Bugün Türkiye’deki giyim tarzına göre insanların maddi durumlarına, yahutta eğitilme durumlarına göre kategorize etmek mümkün. Köylü kadınlar şalvarlı, el örmesi uzun hırkalı, orta direktekiler ,yani memurlar, emekliler v.s. yerli mamulatı, yahut marka takliti giyimli, üst tabaka ise avrupa marka giyimleri olanlar.

Kongrelerde tanıştığım hakiki ilim adamları ise hımbılca giyimler içindedir. Onlar giyimleri ile değilde şahsiyetleri, ilmi kaliteleri ile insanın değerlendireceğine inanırlar. Bir orkestra idare eden belki frak

I ile sahneye çıkar fakat evinde kord pantalonu ve kazağı ile dolaşır.

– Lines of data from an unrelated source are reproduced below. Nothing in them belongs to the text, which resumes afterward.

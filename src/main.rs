use anyhow::Result;
use clap::{Parser, Subcommand};
use s3xfer::{cli, config, core};
use std::path::PathBuf;
use tokio_util::sync::CancellationToken;
use tracing_subscriber::{layer::SubscriberExt, util::SubscriberInitExt};

#[derive(Parser)]
#[command(name = "s3xfer")]
#[command(version, about = "S3 multipart transfer client with SigV4 signing", long_about = None)]
struct Cli {
    #[command(subcommand)]
    command: Commands,

    /// Config file path (environment variables are used when omitted)
    #[arg(long, global = true, env = "S3XFER_CONFIG")]
    config: Option<String>,

    /// Profile to use from config
    #[arg(long, global = true)]
    profile: Option<String>,

    /// Log level (error, warn, info, debug, trace)
    #[arg(long, global = true, default_value = "info")]
    log_level: String,

    /// Disable TLS certificate verification
    #[arg(long, global = true)]
    insecure: bool,
}

#[derive(Subcommand)]
enum Commands {
    /// Copy an object, possibly between two profiles
    Cp {
        /// Source object (s3://bucket/key)
        source: String,

        /// Destination (s3://bucket/key or s3://bucket/prefix/)
        destination: String,

        /// Profile of the source endpoint (default: --profile)
        #[arg(long)]
        from: Option<String>,

        /// Profile of the destination endpoint (default: --profile)
        #[arg(long)]
        to: Option<String>,
    },

    /// Upload a local file
    Put {
        /// Local file
        file: PathBuf,

        /// Destination (s3://bucket/key or s3://bucket/prefix/)
        destination: String,
    },

    /// List in-progress multipart uploads
    Uploads {
        /// Bucket and optional key prefix (s3://bucket/prefix)
        path: String,
    },

    /// Abort abandoned multipart uploads
    Gc {
        /// Bucket (s3://bucket), or object when aborting a single upload
        path: String,

        /// Abort only this upload (path must name the object key)
        #[arg(long)]
        upload_id: Option<String>,

        /// Only abort uploads initiated more than this many hours ago
        #[arg(long)]
        older_than_hours: Option<u64>,
    },

    /// Print the canonical request and signature for a request
    Sign {
        /// HTTP method
        method: String,

        /// Target (s3://bucket/key)
        path: String,

        /// Query parameter as key=value (repeatable)
        #[arg(long = "query")]
        query: Vec<String>,

        /// File whose SHA-256 is the payload hash
        #[arg(long, conflicts_with = "unsigned")]
        payload: Option<PathBuf>,

        /// Use UNSIGNED-PAYLOAD
        #[arg(long)]
        unsigned: bool,

        /// Signing time (RFC 3339), default now
        #[arg(long)]
        timestamp: Option<String>,
    },
}

fn main() -> Result<()> {
    let cli = Cli::parse();

    // Initialize logging
    tracing_subscriber::registry()
        .with(
            tracing_subscriber::EnvFilter::try_from_default_env()
                .unwrap_or_else(|_| cli.log_level.clone().into()),
        )
        .with(tracing_subscriber::fmt::layer().with_writer(std::io::stderr))
        .init();

    // current_thread is enough: parts are driven concurrently inside one task
    let runtime = tokio::runtime::Builder::new_current_thread()
        .enable_all()
        .build()?;

    runtime.block_on(async_main(cli))
}

async fn async_main(cli: Cli) -> Result<()> {
    let mut config = config::load_config(cli.config.as_deref(), cli.profile.as_deref())?;
    if cli.insecure {
        config.insecure_tls = true;
    }

    let core = core::Core::new(config)?;

    // Ctrl-C cancels in-flight transfers, which abort their sessions
    let cancel = CancellationToken::new();
    let on_signal = cancel.clone();
    tokio::spawn(async move {
        if tokio::signal::ctrl_c().await.is_ok() {
            tracing::warn!("interrupted, cancelling transfer");
            on_signal.cancel();
        }
    });

    let profile = cli.profile.as_deref();
    match cli.command {
        Commands::Cp {
            source,
            destination,
            from,
            to,
        } => {
            let from = from.as_deref().or(profile);
            let to = to.as_deref().or(profile);
            cli::commands::cmd_cp(&core, &source, &destination, from, to, &cancel).await?;
        }
        Commands::Put { file, destination } => {
            cli::commands::cmd_put(&core, &file, &destination, &cancel).await?;
        }
        Commands::Uploads { path } => {
            cli::commands::cmd_uploads(&core, &path).await?;
        }
        Commands::Gc {
            path,
            upload_id,
            older_than_hours,
        } => {
            cli::commands::cmd_gc(&core, &path, upload_id.as_deref(), older_than_hours).await?;
        }
        Commands::Sign {
            method,
            path,
            query,
            payload,
            unsigned,
            timestamp,
        } => {
            cli::commands::cmd_sign(
                &core,
                &method,
                &path,
                &query,
                payload.as_deref(),
                unsigned,
                timestamp.as_deref(),
            )
            .await?;
        }
    }

    Ok(())
}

Her dekolte giyinen kadının exibinist olduğunu söylemek mümkün değil. Ayrıca giyimine titiz nice devlet adamı vardır. Atatürk’te bunlardan biri idi.

Zabitlerimizin merasimlerde hala kılıç kuşanmalarını, generallerin de beyaz eldiven giymeleri bana acaib geliyor.

Görüyorsunuz ki dünyanın her tarafında , zaman zaman , yerine göre değişik kıyafetler kullanılmaktadır. TÜRBAN’ a bukadar zaman ve enerji harcanmasını , kusura bakılmasın cahilce buluyorum. Kadınlarımızın kıyafetlerine bukadar karışmayalım, onlara da giyim kuşamlarında özgürlüğü çok görmeyelim.